_Aim of the task_
Gather every line from the entries below that includes "Some".

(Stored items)
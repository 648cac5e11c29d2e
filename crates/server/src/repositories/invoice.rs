use chrono::{DateTime, Utc};
use sqlx::{Executor, Sqlite, SqliteConnection, SqlitePool};

use crate::models::{AssetShort, Invoice, PageParams};

const SELECT_INVOICE: &str = r#"
    SELECT id, number, file_name, path, created_at
    FROM invoices
"#;

pub struct InvoiceRepository;

impl InvoiceRepository {
    pub async fn create_with_executor<'e, E>(
        executor: E,
        number: &str,
        file_name: Option<&str>,
        path: Option<&str>,
    ) -> Result<i64, sqlx::Error>
    where
        E: Executor<'e, Database = Sqlite>,
    {
        sqlx::query_scalar(
            r#"
            INSERT INTO invoices (number, file_name, path, created_at)
            VALUES ($1, $2, $3, $4)
            RETURNING id
            "#,
        )
        .bind(number)
        .bind(file_name)
        .bind(path)
        .bind(Utc::now())
        .fetch_one(executor)
        .await
    }

    /// Non-deleted invoice id with this number
    pub async fn find_by_number<'e, E>(executor: E, number: &str) -> Result<Option<i64>, sqlx::Error>
    where
        E: Executor<'e, Database = Sqlite>,
    {
        sqlx::query_scalar(
            "SELECT id FROM invoices WHERE number = $1 AND deleted_at IS NULL ORDER BY id LIMIT 1",
        )
        .bind(number)
        .fetch_optional(executor)
        .await
    }

    pub async fn get_or_create_by_number(
        conn: &mut SqliteConnection,
        number: &str,
    ) -> Result<i64, sqlx::Error> {
        if let Some(id) = Self::find_by_number(&mut *conn, number).await? {
            return Ok(id);
        }
        Self::create_with_executor(&mut *conn, number, None, None).await
    }

    pub async fn number_taken(
        pool: &SqlitePool,
        number: &str,
        except: Option<i64>,
    ) -> Result<bool, sqlx::Error> {
        let count: i64 = sqlx::query_scalar(
            r#"
            SELECT COUNT(*) FROM invoices
            WHERE number = $1 AND deleted_at IS NULL AND ($2 IS NULL OR id != $2)
            "#,
        )
        .bind(number)
        .bind(except)
        .fetch_one(pool)
        .await?;
        Ok(count > 0)
    }

    pub async fn set_number<'e, E>(executor: E, id: i64, number: &str) -> Result<(), sqlx::Error>
    where
        E: Executor<'e, Database = Sqlite>,
    {
        sqlx::query("UPDATE invoices SET number = $1 WHERE id = $2")
            .bind(number)
            .bind(id)
            .execute(executor)
            .await?;
        Ok(())
    }

    pub async fn set_file<'e, E>(
        executor: E,
        id: i64,
        file_name: &str,
        path: &str,
    ) -> Result<(), sqlx::Error>
    where
        E: Executor<'e, Database = Sqlite>,
    {
        sqlx::query("UPDATE invoices SET file_name = $1, path = $2 WHERE id = $3")
            .bind(file_name)
            .bind(path)
            .bind(id)
            .execute(executor)
            .await?;
        Ok(())
    }

    /// Link exactly `asset_ids` to the invoice
    pub async fn set_assets(
        conn: &mut SqliteConnection,
        invoice_id: i64,
        asset_ids: &[i64],
    ) -> Result<(), sqlx::Error> {
        Self::unlink_assets(&mut *conn, invoice_id).await?;
        for asset_id in asset_ids {
            sqlx::query("UPDATE assets SET invoice_id = $1, updated_at = $2 WHERE id = $3")
                .bind(invoice_id)
                .bind(Utc::now())
                .bind(asset_id)
                .execute(&mut *conn)
                .await?;
        }
        Ok(())
    }

    pub async fn unlink_assets<'e, E>(executor: E, invoice_id: i64) -> Result<(), sqlx::Error>
    where
        E: Executor<'e, Database = Sqlite>,
    {
        sqlx::query("UPDATE assets SET invoice_id = NULL WHERE invoice_id = $1")
            .bind(invoice_id)
            .execute(executor)
            .await?;
        Ok(())
    }

    pub async fn soft_delete<'e, E>(executor: E, id: i64) -> Result<(), sqlx::Error>
    where
        E: Executor<'e, Database = Sqlite>,
    {
        sqlx::query("UPDATE invoices SET deleted_at = $1 WHERE id = $2")
            .bind(Utc::now())
            .bind(id)
            .execute(executor)
            .await?;
        Ok(())
    }

    pub async fn get_by_id(pool: &SqlitePool, id: i64) -> Result<Option<Invoice>, sqlx::Error> {
        let query = format!("{} WHERE id = $1 AND deleted_at IS NULL", SELECT_INVOICE);
        let row = sqlx::query_as::<_, InvoiceRow>(&query)
            .bind(id)
            .fetch_optional(pool)
            .await?;

        match row {
            Some(row) => {
                let assets = Self::assets(pool, row.id).await?;
                Ok(Some(row.into_invoice(assets)))
            }
            None => Ok(None),
        }
    }

    pub async fn list(
        pool: &SqlitePool,
        search: Option<&str>,
        page: PageParams,
    ) -> Result<(Vec<Invoice>, i64), sqlx::Error> {
        let search = crate::models::like_pattern(search);

        let query = format!(
            r#"{} WHERE deleted_at IS NULL AND ($1 IS NULL OR number LIKE $1)
            ORDER BY id DESC LIMIT $2 OFFSET $3"#,
            SELECT_INVOICE
        );
        let rows = sqlx::query_as::<_, InvoiceRow>(&query)
            .bind(&search)
            .bind(page.limit())
            .bind(page.offset())
            .fetch_all(pool)
            .await?;

        let total = sqlx::query_scalar(
            "SELECT COUNT(*) FROM invoices WHERE deleted_at IS NULL AND ($1 IS NULL OR number LIKE $1)",
        )
        .bind(&search)
        .fetch_one(pool)
        .await?;

        let mut invoices = Vec::with_capacity(rows.len());
        for row in rows {
            let assets = Self::assets(pool, row.id).await?;
            invoices.push(row.into_invoice(assets));
        }
        Ok((invoices, total))
    }

    async fn assets(pool: &SqlitePool, invoice_id: i64) -> Result<Vec<AssetShort>, sqlx::Error> {
        sqlx::query_as::<_, AssetShort>(
            "SELECT id, code, register_number, description FROM assets WHERE invoice_id = $1 ORDER BY id",
        )
        .bind(invoice_id)
        .fetch_all(pool)
        .await
    }
}

#[derive(Debug, sqlx::FromRow)]
struct InvoiceRow {
    id: i64,
    number: String,
    file_name: Option<String>,
    path: Option<String>,
    created_at: DateTime<Utc>,
}

impl InvoiceRow {
    fn into_invoice(self, assets: Vec<AssetShort>) -> Invoice {
        Invoice {
            id: self.id,
            number: self.number,
            file_name: self.file_name,
            path: self.path,
            created_at: self.created_at,
            assets,
        }
    }
}

#[cfg(test)]
mod tests {
    use super::*;
    use crate::testing::{test_pool, Fixtures};

    #[tokio::test]
    async fn test_get_or_create_reuses_number() {
        let pool = test_pool().await;
        let mut conn = pool.acquire().await.unwrap();

        let first = InvoiceRepository::get_or_create_by_number(&mut conn, "NF-100")
            .await
            .unwrap();
        let second = InvoiceRepository::get_or_create_by_number(&mut conn, "NF-100")
            .await
            .unwrap();
        assert_eq!(first, second);
    }

    #[tokio::test]
    async fn test_assets_and_soft_delete() {
        let pool = test_pool().await;
        let asset = Fixtures::asset(&pool, "NB-30").await;
        let id = InvoiceRepository::create_with_executor(&pool, "NF-200", Some("nf.pdf"), None)
            .await
            .unwrap();

        let mut conn = pool.acquire().await.unwrap();
        InvoiceRepository::set_assets(&mut conn, id, &[asset]).await.unwrap();
        drop(conn);

        let invoice = InvoiceRepository::get_by_id(&pool, id).await.unwrap().unwrap();
        assert_eq!(invoice.assets.len(), 1);
        assert!(InvoiceRepository::number_taken(&pool, "NF-200", None).await.unwrap());
        assert!(!InvoiceRepository::number_taken(&pool, "NF-200", Some(id)).await.unwrap());

        InvoiceRepository::soft_delete(&pool, id).await.unwrap();
        InvoiceRepository::unlink_assets(&pool, id).await.unwrap();
        assert!(InvoiceRepository::get_by_id(&pool, id).await.unwrap().is_none());
        assert!(!InvoiceRepository::number_taken(&pool, "NF-200", None).await.unwrap());

        let (items, total) = InvoiceRepository::list(&pool, None, PageParams::default())
            .await
            .unwrap();
        assert!(items.is_empty());
        assert_eq!(total, 0);
    }
}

_Response below_
        if let Some(id) = Self::find_by_number(&mut *conn, number).await? {
            Some(row) => {
                Ok(Some(row.into_invoice(assets)))
        let id = InvoiceRepository::create_with_executor(&pool, "NF-200", Some("nf.pdf"), None)
        assert!(!InvoiceRepository::number_taken(&pool, "NF-200", Some(id)).await.unwrap());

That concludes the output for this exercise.